The Help by Kathryn Stockett
My rating: 5 of 5 stars
One of the most exhilirating books I've ever read!
The NPR blurb on the cover compares it to "To Kill a Mockingbird", and even the book itself mentions it by name several times throughout, so you already know where this one is reaching. These, are not the same books, of course, and although both are about the unjust, and oftentimes violent line drawn between whites and blacks in the Old South, neither of them will ever provide any new information to the African Americans who suffered from slavery to Jim Crow, but they will always be an eye opener to everyone else. If the initial message of "To Kill a Mockingbird" has long since been taken for granted by scores of teenagers and college students who enjoy it as required reading, sitting safe within the confines of "this is a time no longer with us", "The Help" certainly has a chance to grab them by the wrist and pull them off the beach chair they're lounging in. It is one of those books that screams "wake up call", and successfully does so without falling into the trap of gratuitous violence, cartoonish stereotypes, and race-baiting.

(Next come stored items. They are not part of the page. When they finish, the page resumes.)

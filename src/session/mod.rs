//! Session state and suspicion tracking
//!
//! All mutation goes through [`SessionModel`]; everything else only reads it:
//! - `model`: the authoritative state and its change notifications
//! - `report`: body report records
//! - `leaderboard`: sorted score view

pub mod leaderboard;
pub mod model;
pub mod report;

pub use leaderboard::{Leaderboard, LeaderboardRow};
pub use model::{SessionEvent, SessionModel, SessionPatch};
pub use report::{BodyReport, TIME_FORMAT};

The novel centers on the lives of three women in 1960's Jackson, Mississippi, two Housekeepers-Aibilene and Minny, and on Skeeter Phelan, the gangly socialite, fresh from college and itching to make her mark on the literary world rather than submit to her mother's dreams of husband hunting and babies. Aibilene and Minny are written as three dimensional women, they are tired, and not always long suffering, working for white families their entire lives and about at the breaking point with the cold dismissal, and sometimes outright cruelty they've endured from employers.

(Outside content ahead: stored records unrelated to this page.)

//! Render helpers
//!
//! Pure functions turning session state into display values. A front end
//! calls these after draining [`SessionEvent`](crate::session::SessionEvent)s;
//! nothing here touches the model mutably.

use crate::appearance::Appearance;
use crate::color::{self, Rgb, TextShade};
use crate::session::{BodyReport, Leaderboard, SessionModel};

/// A log entry card
#[derive(Debug, Clone, PartialEq, Eq)]
pub struct LogCard {
    pub id: u32,
    pub header: String,
    pub header_color: Rgb,
    /// Location / nearby line, then the notes line
    pub details: String,
}

impl LogCard {
    pub fn from_report(model: &SessionModel, report: &BodyReport) -> Self {
        Self {
            id: report.id,
            header: report.headline(),
            header_color: model.roster().color_of(&report.victim).unwrap_or(Rgb::WHITE),
            details: format!(
                "Location: {}  |  Nearby: {}\nNotes: {}",
                report.location,
                report.nearby_text(),
                report.notes
            ),
        }
    }
}

/// Every report as a card, newest first
pub fn log_cards(model: &SessionModel) -> Vec<LogCard> {
    model
        .bodies()
        .iter()
        .map(|report| LogCard::from_report(model, report))
        .collect()
}

/// A leaderboard line ready to draw
#[derive(Debug, Clone, PartialEq, Eq)]
pub struct ScoreRow {
    pub name: String,
    /// Swatch colour
    pub color: Rgb,
    /// Readable text on the swatch
    pub swatch_text: TextShade,
    pub score: u32,
}

pub fn score_rows(board: &Leaderboard) -> Vec<ScoreRow> {
    board
        .iter()
        .map(|row| ScoreRow {
            name: row.name.clone(),
            color: row.color,
            swatch_text: color::readable_text_color(row.color),
            score: row.score,
        })
        .collect()
}

/// Label under the player picker
pub fn selection_label(model: &SessionModel, selected: Option<&str>) -> (String, Rgb) {
    match selected {
        Some(name) => (
            format!("Selected: {}", name),
            model.roster().color_of(name).unwrap_or(Rgb::BLACK),
        ),
        None => ("No player selected".to_string(), Rgb::WHITE),
    }
}

/// Button face and label colours that follow the selected player
pub fn accent_colors(color: Rgb) -> (Rgb, Rgb) {
    (color, color::readable_text_color(color).rgb())
}

/// Plain-text leaderboard table
pub fn format_leaderboard(board: &Leaderboard) -> String {
    let mut out = String::from("Player     SUS\n");
    for row in board.iter() {
        out.push_str(&format!("{:<10} {:>3}\n", row.name, row.score));
    }
    out
}

/// Plain-text log, one card per block
pub fn format_log(cards: &[LogCard]) -> String {
    if cards.is_empty() {
        return "No bodies recorded.\n".to_string();
    }
    cards
        .iter()
        .map(|card| format!("{}\n{}\n", card.header, card.details))
        .collect::<Vec<_>>()
        .join("\n")
}

/// One-line summary of the appearance settings
pub fn describe_appearance(appearance: &Appearance) -> String {
    let custom = if appearance.is_known_font() { "" } else { " (custom)" };
    format!(
        "bg {} | font {}{} {}pt (title {}pt, header {}pt) | text {} @ {} (preview {})",
        appearance.bg_color,
        appearance.font_family,
        custom,
        appearance.base_font_size,
        appearance.title_font_size(),
        appearance.header_font_size(),
        appearance.text_color,
        appearance.font_alpha,
        appearance.text_preview()
    )
}

#[cfg(test)]
mod tests {
    use super::*;
    use chrono::NaiveTime;

    fn model() -> SessionModel {
        let mut model = SessionModel::default();
        let t = NaiveTime::from_hms_opt(8, 30, 0).unwrap();
        model
            .add_body_at("Yellow", "Lower Engine", vec!["Black".into()], "self report?", t)
            .unwrap();
        model
    }

    #[test]
    fn test_log_card() {
        let model = model();
        let cards = log_cards(&model);
        assert_eq!(cards.len(), 1);
        assert_eq!(cards[0].header, "#1 Yellow — 08:30:00");
        assert_eq!(cards[0].header_color, Rgb::new(0xff, 0xcc, 0x00));
        assert_eq!(
            cards[0].details,
            "Location: Lower Engine  |  Nearby: Black\nNotes: self report?"
        );
    }

    #[test]
    fn test_score_rows_pick_readable_text() {
        let model = model();
        let rows = score_rows(&model.leaderboard());
        assert_eq!(rows[0].name, "Black");
        assert_eq!(rows[0].score, 1);
        assert_eq!(rows[0].swatch_text, TextShade::White);
        let white = rows.iter().find(|r| r.name == "White").unwrap();
        assert_eq!(white.swatch_text, TextShade::Black);
    }

    #[test]
    fn test_selection_label() {
        let model = model();
        assert_eq!(
            selection_label(&model, None),
            ("No player selected".to_string(), Rgb::WHITE)
        );
        let (text, color) = selection_label(&model, Some("Cyan"));
        assert_eq!(text, "Selected: Cyan");
        assert_eq!(color, Rgb::new(0, 255, 255));
        assert_eq!(accent_colors(color), (color, Rgb::BLACK));
    }

    #[test]
    fn test_format_leaderboard_rows() {
        let model = model();
        let text = format_leaderboard(&model.leaderboard());
        let mut lines = text.lines();
        assert_eq!(lines.next(), Some("Player     SUS"));
        assert_eq!(lines.next(), Some("Black        1"));
        assert_eq!(text.lines().count(), 19);
    }

    #[test]
    fn test_describe_appearance() {
        let mut look = Appearance::default();
        assert_eq!(
            describe_appearance(&look),
            "bg #ffffff | font Arial 12pt (title 18pt, header 14pt) | text #ffffff @ 255 (preview #ffffff)"
        );
        look.font_family = "Papyrus".into();
        assert!(describe_appearance(&look).contains("font Papyrus (custom) 12pt"));
    }

    #[test]
    fn test_format_empty_log() {
        assert_eq!(format_log(&[]), "No bodies recorded.\n");
    }
}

Aibilene's specialty is raising white children, babies she calls her own, babies that invariably break her heart when they realize and accept the line between white and black, but she can never stop herself from loving them.
Minny is a vibrant, fierce woman, she has noisy children and an abusive alcoholic husband waiting for her at home, and a chronic inability to keep her temper when aggravated by any one of the white employers she's been fired from.
Aibilene and Minny have a mutual enemy, Skeeter Phelan's best friend, an obsessively controlling tyrant named Hilly Holbrook.
The entire novel is a galaxy circling Hilly Holbrook, a woman so controlling, racist, and vile that the fact she's a genuinely loving, and nurturing mother is obscenely disarming. Hilly is the social leader, she runs card clubs, ladies clubs, and collects money for starving children in Africa while gleefully tormenting the lives of the "nigra maids" of Jackson, Mississippi. She is so obviously brutal, but yet, one recognizes in her so clearly the voice, and person of that ONE member of every group that everyone inexplicably tolerates.
Why do we put up with, and crave the approval of people like Hilly Holbrook? The novel's white lead, Skeeter Phelan is very, very slow to come to any realization of this question, so much so, that it does become frustating she would persist in calling this woman her best friend.
The backdrop weaves in references to Martin Luther King, The Freedom Riders, the Kennedy Administration, and throughout the entire story lies the ever present threat of what would happen to the three main characters should their ultimate collaboration on an explosive tell-all about white and black relations in Jackson, Mississippi become exposed.
You will find yourself worrying alongside these women, jumping when they do at suspicious knocks on the doors and cars in the driveway, laughing alongside them whenever the little things in life like baking a caramel cake or potty training a toddler go well, or even pumping your fist at times.
Highly engrossing, well written, fast paced and without even one page of lag, "The Help" is definately one of THE books of the year.